Saved data entries:
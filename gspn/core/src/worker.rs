//! The scheduler thread.
//!
//! One pass: sleep until the computed deadline or a wake, reap idle cores,
//! recover cores that overran their deadline, then dispatch queued commands
//! onto free cores. Only this thread moves a core away from `Free`.

use std::collections::VecDeque;
use std::sync::atomic::Ordering;
use std::sync::Arc;
use std::time::Instant;

use gspn_spec::{LayerId, PlaneAddr};
use parking_lot::MutexGuard;

use crate::cores::CoreStatus;
use crate::device::{Shared, Stats};
use crate::error::{GspnError, Result};
use crate::hal::{CoreId, FenceHandle};
use crate::kcmd::{Frame, Kcmd, SlotId};
use crate::program::{self, CoefKey};
use crate::sync::WakeReason;

#[derive(Debug, Default)]
pub(crate) struct WorkerState {
    /// Split commands with parts left, keyed by the core that owns them.
    pub(crate) pending_splits: VecDeque<(SlotId, CoreId)>,
    /// Last suspend round this thread has completed.
    pub(crate) settled_round: u64,
}

impl WorkerState {
    /// Remaining parts stay on the owning core so its timeline completes in fill order.
    fn take_split(&mut self, core: CoreId) -> Option<SlotId> {
        let pos = self.pending_splits.iter().position(|&(_, owner)| owner == core)?;
        self.pending_splits.remove(pos).map(|(slot, _)| slot)
    }
}

pub(crate) fn run(shared: Arc<Shared>) {
    let mut state = WorkerState::default();
    tracing::info!("gspn worker started");
    while !shared.is_shutdown() {
        if shared.is_suspending() {
            shared.suspend_pass(&mut state);
        }
        let deadline = shared.next_deadline(&state);
        let reason = shared.wake.wait(deadline);
        if shared.is_shutdown() {
            break;
        }
        shared.reap(&mut state);
        if reason == WakeReason::TimedOut {
            shared.recover_timeouts(&mut state);
        }
        if !shared.is_suspending() {
            shared.dispatch(&mut state);
        }
    }
    tracing::info!("gspn worker stopped");
}

impl Shared {
    /// When the worker must look again without being woken.
    fn next_deadline(&self, state: &WorkerState) -> Option<Instant> {
        let now = Instant::now();
        let nudge = now + self.config.dispatch_nudge();
        if !self.is_suspending() {
            let free_with_work = self
                .cores
                .iter()
                .any(|core| core.status() == CoreStatus::Free && core.fill_len() > 0);
            let split_ready = state
                .pending_splits
                .iter()
                .any(|&(_, core)| self.cores.core(core).status() == CoreStatus::Free);
            if free_with_work || split_ready {
                return Some(nudge);
            }
        }

        let mut earliest: Option<Instant> = None;
        for core in self.cores.iter() {
            let Some((slot, _)) = core.current() else {
                continue;
            };
            if core.status() != CoreStatus::Busy {
                return Some(nudge);
            }
            let start = self.pool.slot(slot).start_time.unwrap_or(now);
            let due = start + self.config.exec_timeout();
            earliest = Some(earliest.map_or(due, |e| e.min(due)));
        }
        earliest.map(|due| due.max(now))
    }

    /// Retire whatever the hardware has finished, plus commands whose programming failed.
    pub(crate) fn reap(&self, state: &mut WorkerState) {
        for core in self.cores.iter() {
            let id = core.id();
            if core.current().is_none() {
                continue;
            }
            if core.status() == CoreStatus::Busy && self.hw.busy(id).any() {
                continue;
            }
            self.complete_on_core(id, None, state);
        }
    }

    fn recover_timeouts(&self, state: &mut WorkerState) {
        let now = Instant::now();
        for core in self.cores.iter() {
            let id = core.id();
            let Some((slot, _)) = core.current() else {
                continue;
            };
            if core.status() != CoreStatus::Busy {
                continue;
            }
            let Some(start) = self.pool.slot(slot).start_time else {
                continue;
            };
            let elapsed = now.saturating_duration_since(start);
            if elapsed < self.config.exec_timeout() || !self.hw.busy(id).any() {
                continue;
            }

            let span = tracing::info_span!("gspn_recover", core = id, slot);
            let _enter = span.enter();
            let registers = self.hw.dump_registers(id);
            tracing::error!(
                elapsed_ms = elapsed.as_millis() as u64,
                registers = ?registers,
                "hardware timeout, recovering core"
            );
            self.hw.try_recover(id);
            Stats::bump(&self.stats.hardware_timeouts);
            Stats::bump(&self.stats.recoveries);
            self.complete_on_core(id, Some(GspnError::HardwareTimeout(id)), state);
        }
    }

    /// Unbind `core` and account for the part it ran.
    fn complete_on_core(&self, core: CoreId, forced: Option<GspnError>, state: &mut WorkerState) {
        let Some((slot, part)) = self.cores.unbind(core) else {
            return;
        };
        let mut kcmd = self.pool.slot(slot);
        if let Some(err) = forced {
            kcmd.error.get_or_insert(err);
        }
        self.unmap_buffers(&mut kcmd);
        self.hw.disable(core);
        let exec_us = kcmd.exec_time_us() as u64;
        self.stats.exec_time_us.fetch_add(exec_us, Ordering::Relaxed);
        kcmd.start_time = None;
        kcmd.occupied_core = None;

        if kcmd.error.is_none() {
            kcmd.sub_cmd_done_cnt += 1;
            if kcmd.sub_cmd_done_cnt < kcmd.sub_cmd_total {
                tracing::debug!(
                    core,
                    slot,
                    part = part.unwrap_or(0),
                    done = kcmd.sub_cmd_done_cnt,
                    total = kcmd.sub_cmd_total,
                    "split part finished"
                );
                let owner = kcmd.fence_core;
                drop(kcmd);
                state.pending_splits.push_back((slot, owner));
                return;
            }
        }
        tracing::debug!(core, slot, exec_us, "command finished");
        self.finish(slot, kcmd);
    }

    /// Complete a command that is not bound to any core.
    pub(crate) fn fail_unbound(&self, slot: SlotId, err: GspnError) {
        let mut kcmd = self.pool.slot(slot);
        kcmd.error.get_or_insert(err);
        self.unmap_buffers(&mut kcmd);
        self.finish(slot, kcmd);
    }

    /// Full completion: release resources, report, retire.
    fn finish(&self, slot: SlotId, mut kcmd: MutexGuard<'_, Kcmd>) {
        kcmd.done_flag = true;
        match &kcmd.error {
            Some(err) => {
                Stats::bump(&self.stats.failures);
                tracing::error!(slot, pid = kcmd.pid, error = %err, "command failed");
            }
            None => Stats::bump(&self.stats.completions),
        }
        for handle in kcmd.buffers.iter_mut().filter_map(Option::take) {
            self.buffers.release(handle);
        }
        for fence in kcmd.acq_fences.drain(..) {
            self.fences.put(fence);
        }
        self.discharge(&mut kcmd);
        let frame = kcmd.frame.clone();
        drop(kcmd);
        self.retire(slot, frame);
    }

    /// Tell whoever waits on this command that it is over.
    pub(crate) fn discharge(&self, kcmd: &mut Kcmd) {
        if let (Some(frame), Some(err)) = (&kcmd.frame, &kcmd.error) {
            frame.record_error(err);
        }
        if kcmd.is_async() {
            let timeline = *self.cores.core(kcmd.fence_core).timeline();
            self.fences.signal(&timeline);
            for fence in kcmd.rls_fences.drain(..) {
                self.fences.put(fence);
            }
            let _ = self
                .remain_async
                .fetch_update(Ordering::AcqRel, Ordering::Acquire, |n| n.checked_sub(1));
        } else {
            match &kcmd.frame {
                Some(frame) if frame.bump_done() => {}
                _ => tracing::warn!(pid = kcmd.pid, "synchronous command has no done counter"),
            }
            self.sync_done.notify_all();
        }
    }

    fn retire(&self, slot: SlotId, frame: Option<Arc<Frame>>) {
        let all_done = frame.as_ref().is_some_and(|frame| frame.mark_completed());
        match frame {
            Some(frame) if !self.is_suspending() => {
                if all_done {
                    let moved = self.pool.retire_frame(&frame);
                    tracing::debug!(frame = frame.id(), moved, "frame retired");
                }
            }
            _ => {
                self.pool.retire_single(slot);
            }
        }
    }

    fn dispatch(&self, state: &mut WorkerState) {
        for core in self.cores.iter() {
            let id = core.id();
            if core.status() != CoreStatus::Free {
                continue;
            }
            if let Some(slot) = state.take_split(id) {
                let part = self.pool.slot(slot).sub_cmd_done_cnt;
                self.dispatch_one(id, slot, part);
                continue;
            }
            if let Some(slot) = self.cores.pop_fill(id, &self.pool) {
                self.dispatch_one(id, slot, 0);
            }
        }
    }

    fn dispatch_one(&self, core: CoreId, slot: SlotId, part: u32) {
        let split = {
            let kcmd = self.pool.slot(slot);
            kcmd.is_split()
        };
        if let Err(err) = self.cores.bind(core, slot, split.then_some(part)) {
            tracing::error!(core, slot, error = %err, "bind failed");
            self.fail_unbound(slot, err);
            return;
        }
        {
            let mut kcmd = self.pool.slot(slot);
            kcmd.occupied_core = Some(core);
            if let Some(entry) = kcmd.sub_cmd_core.get_mut(part as usize) {
                *entry = Some(core);
            }
        }
        if let Err(err) = self.program(core, slot, part) {
            tracing::error!(core, slot, error = %err, "programming failed");
            self.pool.slot(slot).error = Some(err);
            self.wake.raise();
        }
    }

    /// Enable, map, validate, write registers, wait acquire fences and trigger.
    fn program(&self, core: CoreId, slot: SlotId, part: u32) -> Result<()> {
        self.hw.enable(core).map_err(|err| {
            tracing::warn!(core, error = %err, "core enable failed");
            GspnError::CoreEnable(core)
        })?;

        let mut kcmd = self.pool.slot(slot);
        self.map_buffers(&mut kcmd, core)?;
        program::validate(self.capability(), &kcmd.cmd)?;
        if kcmd.cmd.misc.scale_en {
            let key = CoefKey::for_cmd(&kcmd.cmd);
            let mut coef = self.coef.lock();
            program::write_coefficients(self.hw.as_ref(), core, coef.get(&key));
        }
        program::write_registers(self.hw.as_ref(), core, &kcmd.cmd, part);
        self.cores.set_status(core, CoreStatus::Configured);

        if kcmd.is_async() && !kcmd.acq_fences.is_empty() {
            let fences = std::mem::take(&mut kcmd.acq_fences);
            drop(kcmd);
            self.wait_acquire_fences(slot, fences);
            kcmd = self.pool.slot(slot);
        }

        kcmd.start_time = Some(Instant::now());
        program::trigger(self.hw.as_ref(), core);
        Stats::bump(&self.stats.triggers);
        self.cores.set_status(core, CoreStatus::Busy);
        tracing::debug!(core, slot, part, "triggered");
        Ok(())
    }

    /// Map every resolved buffer onto `core` and fill in the plane addresses.
    fn map_buffers(&self, kcmd: &mut Kcmd, core: CoreId) -> Result<()> {
        kcmd.mapped_core = Some(core);
        for id in LayerId::ALL {
            let i = id.index();
            let Some(handle) = kcmd.buffers[i] else {
                continue;
            };
            let addr = self.buffers.map(core, &handle).map_err(|err| {
                tracing::warn!(core, layer = id.name(), error = %err, "buffer map failed");
                GspnError::Map { layer: id, core }
            })?;
            kcmd.mapped[i] = true;
            let layer = kcmd.cmd.layer_mut(id);
            layer.addr = PlaneAddr {
                y: addr.0,
                u: addr.0.wrapping_add(layer.uv_offset),
                v: addr.0.wrapping_add(layer.v_offset),
            };
        }
        Ok(())
    }

    pub(crate) fn unmap_buffers(&self, kcmd: &mut Kcmd) {
        let Some(core) = kcmd.mapped_core.take() else {
            return;
        };
        for i in 0..kcmd.mapped.len() {
            if !std::mem::take(&mut kcmd.mapped[i]) {
                continue;
            }
            if let Some(handle) = &kcmd.buffers[i] {
                self.buffers.unmap(core, handle);
            }
        }
    }

    /// Wait on each fence in turn; after the first failure the rest get the short timeout.
    fn wait_acquire_fences(&self, slot: SlotId, fences: Vec<FenceHandle>) {
        let mut timeout = self.config.fence_wait();
        for fence in fences {
            if let Err(err) = self.fences.wait(&fence, timeout) {
                tracing::warn!(slot, error = %err, "acquire fence wait failed");
                Stats::bump(&self.stats.fence_wait_failures);
                timeout = self.config.fence_wait_degraded();
            }
            self.fences.put(fence);
        }
    }
}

- _WORK INSTRUCTION_
Using the entries above, return each line that includes the word "Result".

- _COMPLETED TASK_
use crate::error::{GspnError, Result};
    fn program(&self, core: CoreId, slot: SlotId, part: u32) -> Result<()> {
    fn map_buffers(&self, kcmd: &mut Kcmd, core: CoreId) -> Result<()> {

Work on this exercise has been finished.